Cualquier posición seria con respecto a este tema “se basa en ejercicios de lógica”, admite, porque hay muy pocos datos, pero si la vida inteligente es realmente escasa en el universo, ¿qué probabilidades hay de que seres inteligentes nos visiten o de que nos podamos comunicar alguna vez con ellos? “Son milagros que añadir a una lista de milagros que ya es bastante extensa. Hay tantas cosas improbables que tienen que ocurrir para que podamos detectar vida inteligente, desde los aspectos más básicos de la bioquímica hasta los aspectos más complejos de la tecnología y la comunicación, que es difícil que eso ocurra”, insiste.
Aun así, hay prestigiosos científicos que tienen ideas opuestas. Uno de los mejores ejemplos es el de Avi Loeb, astrofísico de la Universidad de Harvard, que no solo defiende la existencia de la vida extraterrestre, sino que la busca activamente en nuestro propio planeta, pensando incluso que una nave alienígena puede haber acabado en el fondo del Pacífico. “Durante décadas, la astrobiología ha sido un parque de recreo para todo tipo de ideas, unas locas y otras racionales”, afirma Dávila al ser preguntado por esta cuestión. “Creo que se ha abusado de la flexibilidad que proporciona esta disciplina para proponer todo tipo de cosas, muchas de ellas con solamente una pátina superficial de lógica científica”, añade.

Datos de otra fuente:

// SPDX-License-Identifier: BUSL-1.1
// Copyright (c) 2026 Alfred Jean LLC

//! Storage adapters
//!
//! A [`StorageAdapter`] exposes the handful of filesystem primitives the
//! engine needs. The crash-safe rewrite protocol and startup integrity
//! recovery are built on top of those primitives as provided methods, so
//! every backend gets them unmodified.

mod fs;

pub use fs::FsStorage;

// Test support - only compiled for tests or when explicitly requested
#[cfg(any(test, feature = "test-support"))]
mod fake;
#[cfg(any(test, feature = "test-support"))]
pub use fake::{FakeStorage, StorageCall};

use async_trait::async_trait;
use std::ffi::OsString;
use std::fmt;
use std::io;
use std::path::{Path, PathBuf};
use thiserror::Error;

/// Suffix of the sibling file used during crash-safe rewrites
pub const TEMP_SUFFIX: &str = "~";

/// Primitive that failed
#[derive(Debug, Clone, Copy, PartialEq, Eq)]
pub enum StorageOp {
    Exists,
    Rename,
    Write,
    Append,
    Unlink,
    Mkdir,
    Read,
    Open,
}

impl fmt::Display for StorageOp {
    fn fmt(&self, f: &mut fmt::Formatter<'_>) -> fmt::Result {
        let name = match self {
            Self::Exists => "exists",
            Self::Rename => "rename",
            Self::Write => "write",
            Self::Append => "append",
            Self::Unlink => "unlink",
            Self::Mkdir => "mkdir",
            Self::Read => "read",
            Self::Open => "open",
        };
        f.write_str(name)
    }
}

/// Errors from storage primitives
#[derive(Debug, Error)]
pub enum StorageError {
    #[error("{op} failed for {}: {source}", .path.display())]
    Io {
        op: StorageOp,
        path: PathBuf,
        #[source]
        source: io::Error,
    },
    #[error(transparent)]
    Flush(#[from] FlushError),
}

impl StorageError {
    pub fn io(op: StorageOp, path: &Path, source: io::Error) -> Self {
        Self::Io {
            op,
            path: path.to_path_buf(),
            source,
        }
    }

    /// Whether this error means the target did not exist
    pub fn is_not_found(&self) -> bool {
        matches!(self, Self::Io { source, .. } if source.kind() == io::ErrorKind::NotFound)
    }
}

/// A flush that failed on fsync, on close, or on both
#[derive(Debug)]
pub struct FlushError {
    pub path: PathBuf,
    pub on_fsync: Option<io::Error>,
    pub on_close: Option<io::Error>,
}

impl fmt::Display for FlushError {
    fn fmt(&self, f: &mut fmt::Formatter<'_>) -> fmt::Result {
        write!(f, "failed to flush {} to storage", self.path.display())?;
        if let Some(e) = &self.on_fsync {
            write!(f, "; fsync: {}", e)?;
        }
        if let Some(e) = &self.on_close {
            write!(f, "; close: {}", e)?;
        }
        Ok(())
    }
}

impl std::error::Error for FlushError {
    fn source(&self) -> Option<&(dyn std::error::Error + 'static)> {
        self.on_fsync
            .as_ref()
            .or(self.on_close.as_ref())
            .map(|e| e as &(dyn std::error::Error + 'static))
    }
}

/// Outcome of [`StorageAdapter::ensure_integrity`]
#[derive(Debug, Clone, Copy, PartialEq, Eq)]
pub enum Integrity {
    /// The datafile exists; the last rewrite either finished or never started
    Intact,
    /// Only the temp sibling existed and was renamed over the datafile
    Promoted,
    /// Neither existed; an empty datafile was created
    Initialized,
}

/// Path of the temp sibling used while rewriting `path`
pub fn temp_path(path: &Path) -> PathBuf {
    let mut name = OsString::from(path.as_os_str());
    name.push(TEMP_SUFFIX);
    PathBuf::from(name)
}

/// Directory containing `path`, `.` for bare file names
pub fn parent_dir(path: &Path) -> PathBuf {
    match path.parent() {
        Some(p) if !p.as_os_str().is_empty() => p.to_path_buf(),
        _ => PathBuf::from("."),
    }
}

/// Adapter over filesystem primitives
#[async_trait]
pub trait StorageAdapter: Clone + Send + Sync + 'static {
    /// Check whether a file or directory exists
    async fn exists(&self, path: &Path) -> Result<bool, StorageError>;

    /// Atomically rename `from` over `to`
    async fn rename(&self, from: &Path, to: &Path) -> Result<(), StorageError>;

    /// Create or truncate a file and write `data` to it
    async fn write_file(&self, path: &Path, data: &[u8]) -> Result<(), StorageError>;

    /// Append `data` to a file, creating it if needed
    async fn append_file(&self, path: &Path, data: &[u8]) -> Result<(), StorageError>;

    /// Delete a file
    async fn unlink(&self, path: &Path) -> Result<(), StorageError>;

    /// Create a directory and all missing parents
    async fn mkdirp(&self, path: &Path) -> Result<(), StorageError>;

    /// Read a whole file
    async fn read_file(&self, path: &Path) -> Result<Vec<u8>, StorageError>;

    /// Flush a file or directory to durable storage
    ///
    /// Opens the target (read-write for files, read-only for directories),
    /// fsyncs and closes it. Backends that cannot sync directory handles
    /// treat a directory flush as a successful no-op.
    async fn flush(&self, path: &Path, is_dir: bool) -> Result<(), StorageError>;

    /// Delete a file if it exists
    async fn ensure_file_absent(&self, path: &Path) -> Result<(), StorageError> {
        if self.exists(path).await? {
            self.unlink(path).await?;
        }
        Ok(())
    }

    /// Replace `path` with `data` so that a crash at any point leaves either
    /// the untouched original or the complete new contents at `path`
    async fn crash_safe_write(&self, path: &Path, data: &[u8]) -> Result<(), StorageError> {
        let dir = parent_dir(path);
        let temp = temp_path(path);

        self.flush(&dir, true).await?;
        if self.exists(path).await? {
            self.flush(path, false).await?;
        }
        self.write_file(&temp, data).await?;
        self.flush(&temp, false).await?;
        self.rename(&temp, path).await?;
        self.flush(&dir, true).await?;
        Ok(())
    }

    /// Recover the datafile after a crash, before it is first loaded
    async fn ensure_integrity(&self, path: &Path) -> Result<Integrity, StorageError> {
        if self.exists(path).await? {
            return Ok(Integrity::Intact);
        }

        let temp = temp_path(path);
        if self.exists(&temp).await? {
            self.rename(&temp, path).await?;
            return Ok(Integrity::Promoted);
        }

        self.write_file(path, b"").await?;
        Ok(Integrity::Initialized)
    }
}

#[cfg(test)]
#[path = "protocol_tests.rs"]
mod tests;
// SPDX-License-Identifier: BUSL-1.1
// Copyright (c) 2026 Alfred Jean LLC

//! Traced adapter wrapper for consistent observability

use crate::storage::{StorageAdapter, StorageError};
use async_trait::async_trait;
use std::path::Path;
use std::time::Instant;
use tracing::Instrument;

/// Wrapper that adds tracing to any StorageAdapter
///
/// The crash-safe write and integrity recovery protocols run against the
/// wrapper, so each of their steps is logged individually.
#[derive(Clone)]
pub struct TracedStorage<S> {
    inner: S,
}

impl<S> TracedStorage<S> {
    pub fn new(inner: S) -> Self {
        Self { inner }
    }

    pub fn inner(&self) -> &S {
        &self.inner
    }
}

fn log_result<T>(result: &Result<T, StorageError>, start: Instant, done: &str) {
    let elapsed_ms = start.elapsed().as_millis() as u64;
    match result {
        Ok(_) => tracing::debug!(elapsed_ms, "{}", done),
        Err(e) => tracing::error!(elapsed_ms, error = %e, "failed"),
    }
}

#[async_trait]
impl<S: StorageAdapter> StorageAdapter for TracedStorage<S> {
    async fn exists(&self, path: &Path) -> Result<bool, StorageError> {
        let result = self.inner.exists(path).await;
        tracing::trace!(path = %path.display(), exists = ?result.as_ref().ok(), "checked");
        result
    }

    async fn rename(&self, from: &Path, to: &Path) -> Result<(), StorageError> {
        let span = tracing::info_span!(
            "storage.rename",
            from = %from.display(),
            to = %to.display()
        );
        async {
            let start = Instant::now();
            let result = self.inner.rename(from, to).await;
            log_result(&result, start, "renamed");
            result
        }
        .instrument(span)
        .await
    }

    async fn write_file(&self, path: &Path, data: &[u8]) -> Result<(), StorageError> {
        let span = tracing::info_span!("storage.write", path = %path.display(), bytes = data.len());
        async {
            let start = Instant::now();
            let result = self.inner.write_file(path, data).await;
            log_result(&result, start, "written");
            result
        }
        .instrument(span)
        .await
    }

    async fn append_file(&self, path: &Path, data: &[u8]) -> Result<(), StorageError> {
        let span = tracing::info_span!("storage.append", path = %path.display(), bytes = data.len());
        async {
            let start = Instant::now();
            let result = self.inner.append_file(path, data).await;
            log_result(&result, start, "appended");
            result
        }
        .instrument(span)
        .await
    }

    async fn unlink(&self, path: &Path) -> Result<(), StorageError> {
        let span = tracing::info_span!("storage.unlink", path = %path.display());
        async {
            let result = self.inner.unlink(path).await;
            match &result {
                Ok(()) => tracing::info!("unlinked"),
                Err(e) => tracing::warn!(error = %e, "unlink failed"),
            }
            result
        }
        .instrument(span)
        .await
    }

    async fn mkdirp(&self, path: &Path) -> Result<(), StorageError> {
        let result = self.inner.mkdirp(path).await;
        match &result {
            Ok(()) => tracing::debug!(path = %path.display(), "directory ready"),
            Err(e) => tracing::error!(path = %path.display(), error = %e, "mkdirp failed"),
        }
        result
    }

    async fn read_file(&self, path: &Path) -> Result<Vec<u8>, StorageError> {
        let span = tracing::info_span!("storage.read", path = %path.display());
        async {
            let start = Instant::now();
            let result = self.inner.read_file(path).await;
            match &result {
                Ok(data) => tracing::debug!(
                    bytes = data.len(),
                    elapsed_ms = start.elapsed().as_millis() as u64,
                    "read"
                ),
                Err(e) => tracing::error!(error = %e, "read failed"),
            }
            result
        }
        .instrument(span)
        .await
    }

    async fn flush(&self, path: &Path, is_dir: bool) -> Result<(), StorageError> {
        let span = tracing::info_span!("storage.flush", path = %path.display(), is_dir);
        async {
            let start = Instant::now();
            let result = self.inner.flush(path, is_dir).await;
            log_result(&result, start, "flushed");
            result
        }
        .instrument(span)
        .await
    }
}

#[cfg(test)]
#[path = "traced_tests.rs"]
mod tests;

Esa tolerancia “ha sido útil para sacarnos de nuestra limitación de entender la vida en función de la vida terrestre”, pero llevada al extremo no conduce a nada. Para entenderlo mejor, pone un ejemplo más básico: “Hay gente que ha propuesto que puede existir vida en los lagos de metano de Titán, basándose únicamente en el hecho de que ese metano es líquido. Si fuera tan fácil, podría haber vida hasta en el núcleo de Júpiter”, argumenta. “¿Vida extraterrestre en la Tierra? Dame los datos, dime qué buscamos exactamente, por qué llegaría aquí o cuáles son las probabilidades. No puedes proponer una cosa que suena interesante, pero no cuenta con una estructura lógica por debajo, porque no es una forma eficiente de hacer ciencia”, afirma.
Alfonso Dávila (Manresa, Barcelona, 1978) trabaja desde 2006 en el Centro de Investigación Ames de la NASA, ubicado en California. Desde hace cinco años, lo hace como empleado de la agencia espacial. Antes, pasó por el SETI Institute, entidad que se dedica a estudiar cualquier signo biológico en el universo, incluyendo la inteligencia extraterrestre. Cuando este astrobiólogo llegó a EEUU, el interés por buscar vida fuera de la Tierra era mínimo, pero en los últimos años el cambio ha sido radical: desde el punto de vista científico, parece verosímil encontrar formas de vida básica, como microorganismos, sin salir del Sistema Solar; desde el punto de vista político, hasta el Congreso de EEUU se toma en serio los ovnis, al celebrar una audiencia invitando a militares para dar su testimonio.